Details of the applicant's personal history and circumstances are somewhat scanty; but he is 40 years of age, and, as he is bilingual, he is presumably of Lebanese origin. He has convictions for three or four previous offences in this country, although none is sufficiently serious to have much if any influence on sentencing for an offence like this. What is important for present purposes is that the applicant co-operated with police in relation to this offence, and that he pleaded guilty thereby saving the time and cost of what might have been a lengthy trial. He also provided certain other assistance, of which details are given in ex. 6, which was sealed at the hearing below.

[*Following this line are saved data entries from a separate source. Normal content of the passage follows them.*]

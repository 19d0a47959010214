//! Reservation model
//!
//! Reservations are created by the booking flow and afterwards only observed;
//! status transitions happen in the backend and arrive by re-fetching.

use crate::dates::{end_of_day, start_of_day};
use chrono::{Duration, NaiveDate, NaiveDateTime};
use rust_decimal::Decimal;
use serde::{Deserialize, Serialize};
use std::fmt;

/// Reservation identifier as issued by the backend
pub type ReservationId = i64;

/// Reservation status
#[derive(Debug, Clone, Copy, PartialEq, Eq, Hash, Serialize, Deserialize, Default)]
#[serde(rename_all = "SCREAMING_SNAKE_CASE")]
pub enum ReservationStatus {
    /// Awaiting payment; holds its dates for a limited window
    #[default]
    Pending,
    /// Paid or approved; holds its dates until cancelled or completed
    Confirmed,
    /// Cancelled by the user or an administrator
    Cancelled,
    /// Rental finished
    Completed,
}

impl fmt::Display for ReservationStatus {
    fn fmt(&self, f: &mut fmt::Formatter<'_>) -> fmt::Result {
        match self {
            ReservationStatus::Pending => write!(f, "PENDING"),
            ReservationStatus::Confirmed => write!(f, "CONFIRMED"),
            ReservationStatus::Cancelled => write!(f, "CANCELLED"),
            ReservationStatus::Completed => write!(f, "COMPLETED"),
        }
    }
}

impl ReservationStatus {
    /// Parse from string (case-insensitive)
    pub fn from_str(s: &str) -> Option<Self> {
        match s.to_uppercase().as_str() {
            "PENDING" => Some(ReservationStatus::Pending),
            "CONFIRMED" => Some(ReservationStatus::Confirmed),
            "CANCELLED" => Some(ReservationStatus::Cancelled),
            "COMPLETED" => Some(ReservationStatus::Completed),
            _ => None,
        }
    }

    /// Whether a reservation in this status can occupy dates at all
    pub fn blocks_dates(&self) -> bool {
        !matches!(self, ReservationStatus::Cancelled)
    }
}

/// Reservation entity as returned by the backend
#[derive(Debug, Clone, PartialEq, Serialize, Deserialize)]
#[serde(rename_all = "camelCase")]
pub struct Reservation {
    pub id: ReservationId,

    #[serde(default)]
    pub car_id: Option<i64>,

    #[serde(default)]
    pub user_id: Option<i64>,

    pub start_date: NaiveDateTime,

    pub end_date: NaiveDateTime,

    #[serde(default)]
    pub total_price: Option<Decimal>,

    pub status: ReservationStatus,

    pub created_at: NaiveDateTime,

    #[serde(default)]
    pub updated_at: Option<NaiveDateTime>,
}

impl Reservation {
    /// The occupied interval, widened to whole days
    pub fn interval(&self) -> (NaiveDateTime, NaiveDateTime) {
        (start_of_day(self.start_date), end_of_day(self.end_date))
    }

    /// Whether the calendar date falls inside the occupied interval
    pub fn covers(&self, date: NaiveDate) -> bool {
        self.start_date.date() <= date && date <= self.end_date.date()
    }

    /// Whether the occupied days intersect `[from, to]`
    pub fn overlaps(&self, from: NaiveDate, to: NaiveDate) -> bool {
        self.start_date.date() <= to && from <= self.end_date.date()
    }

    /// Time elapsed since creation
    pub fn age(&self, now: NaiveDateTime) -> Duration {
        now - self.created_at
    }

    pub fn is_pending(&self) -> bool {
        self.status == ReservationStatus::Pending
    }

    pub fn is_confirmed(&self) -> bool {
        self.status == ReservationStatus::Confirmed
    }
}

/// Create-reservation request sent to the backend
#[derive(Debug, Clone, PartialEq, Serialize, Deserialize)]
#[serde(rename_all = "camelCase")]
pub struct CreateReservation {
    pub car_id: i64,
    pub user_id: i64,
    pub start_date: NaiveDateTime,
    pub end_date: NaiveDateTime,
    #[serde(with = "rust_decimal::serde::float")]
    pub total_price: Decimal,
}

#[cfg(test)]
mod tests {
    use super::*;

    fn reservation(start: &str, end: &str) -> Reservation {
        Reservation {
            id: 1,
            car_id: Some(7),
            user_id: Some(3),
            start_date: start.parse().unwrap(),
            end_date: end.parse().unwrap(),
            total_price: None,
            status: ReservationStatus::Confirmed,
            created_at: "2024-06-01T09:00:00".parse().unwrap(),
            updated_at: None,
        }
    }

    #[test]
    fn test_status_parsing() {
        assert_eq!(
            ReservationStatus::from_str("pending"),
            Some(ReservationStatus::Pending)
        );
        assert_eq!(
            ReservationStatus::from_str("CONFIRMED"),
            Some(ReservationStatus::Confirmed)
        );
        assert_eq!(ReservationStatus::from_str("active"), None);
        assert_eq!(ReservationStatus::Completed.to_string(), "COMPLETED");
    }

    #[test]
    fn test_only_cancelled_releases_dates() {
        assert!(ReservationStatus::Pending.blocks_dates());
        assert!(ReservationStatus::Confirmed.blocks_dates());
        assert!(ReservationStatus::Completed.blocks_dates());
        assert!(!ReservationStatus::Cancelled.blocks_dates());
    }

    #[test]
    fn test_covers_whole_days() {
        let res = reservation("2024-06-10T15:00:00", "2024-06-15T08:00:00");
        let day = |d: u32| NaiveDate::from_ymd_opt(2024, 6, d).unwrap();

        assert!(!res.covers(day(9)));
        assert!(res.covers(day(10)));
        assert!(res.covers(day(15)));
        assert!(!res.covers(day(16)));

        assert!(res.overlaps(day(1), day(10)));
        assert!(res.overlaps(day(12), day(13)));
        assert!(res.overlaps(day(15), day(30)));
        assert!(!res.overlaps(day(16), day(30)));
        assert!(!res.overlaps(day(1), day(9)));

        let (start, end) = res.interval();
        assert_eq!(start.to_string(), "2024-06-10 00:00:00");
        assert_eq!(end.to_string(), "2024-06-15 23:59:59.999");
    }

    #[test]
    fn test_deserialize_backend_dto() {
        let json = r#"{
            "id": 42,
            "carId": 7,
            "carDetails": "Toyota Corolla",
            "userId": 3,
            "userEmail": "a@b.c",
            "startDate": "2024-06-10T00:00:00",
            "endDate": "2024-06-15T23:59:59",
            "totalPrice": 250.00,
            "status": "PENDING",
            "createdAt": "2024-06-01T09:00:00",
            "updatedAt": "2024-06-01T09:00:00"
        }"#;

        let res: Reservation = serde_json::from_str(json).unwrap();
        assert_eq!(res.id, 42);
        assert_eq!(res.car_id, Some(7));
        assert!(res.is_pending());
        assert_eq!(res.total_price, Some(Decimal::new(250, 0)));
    }

    #[test]
    fn test_create_request_is_camel_case() {
        let req = CreateReservation {
            car_id: 7,
            user_id: 3,
            start_date: "2024-06-10T00:00:00".parse().unwrap(),
            end_date: "2024-06-12T23:59:59.999".parse().unwrap(),
            total_price: Decimal::new(100, 0),
        };

        let json = serde_json::to_string(&req).unwrap();
        assert!(json.contains("\"carId\":7"));
        assert!(json.contains("\"startDate\":\"2024-06-10T00:00:00\""));
        assert!(json.contains("\"totalPrice\":100"));
    }
}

We were referred to a number of sentences in comparable instances. No two cases are ever quite alike, and some of those referred to involved aggravating features, such as betraying a position of trust. The amount here was very large, but that was partly because of the extent to which the illegal activity itself fostered business much of which would probably not otherwise have come to Telecom. So far as can be gathered from the record, Telecom did not suffer a loss of any physical assets or incur identifiable additional costs through the applicant's fraud. Whether or not that point of distinction is valid, comparison with the other cases suggests that the sentence in the present case is at a level somewhat beyond the ordinary range for offences of this sort. Apart from the significance of the amount involved, to which reference has been made, there seems little reason for specially condemning this case more than others. When the mitigating factors are considered, such as the applicant's relatively clear record, his plea of guilty, and the contents of ex. 6, the sentence does appear to be one warranting our intervention.

We would therefore grant the application, allow the appeal, and set aside the sentence. In lieu, the applicant should be sentenced to a term of imprisonment of five years with a non-parole period of 2 years.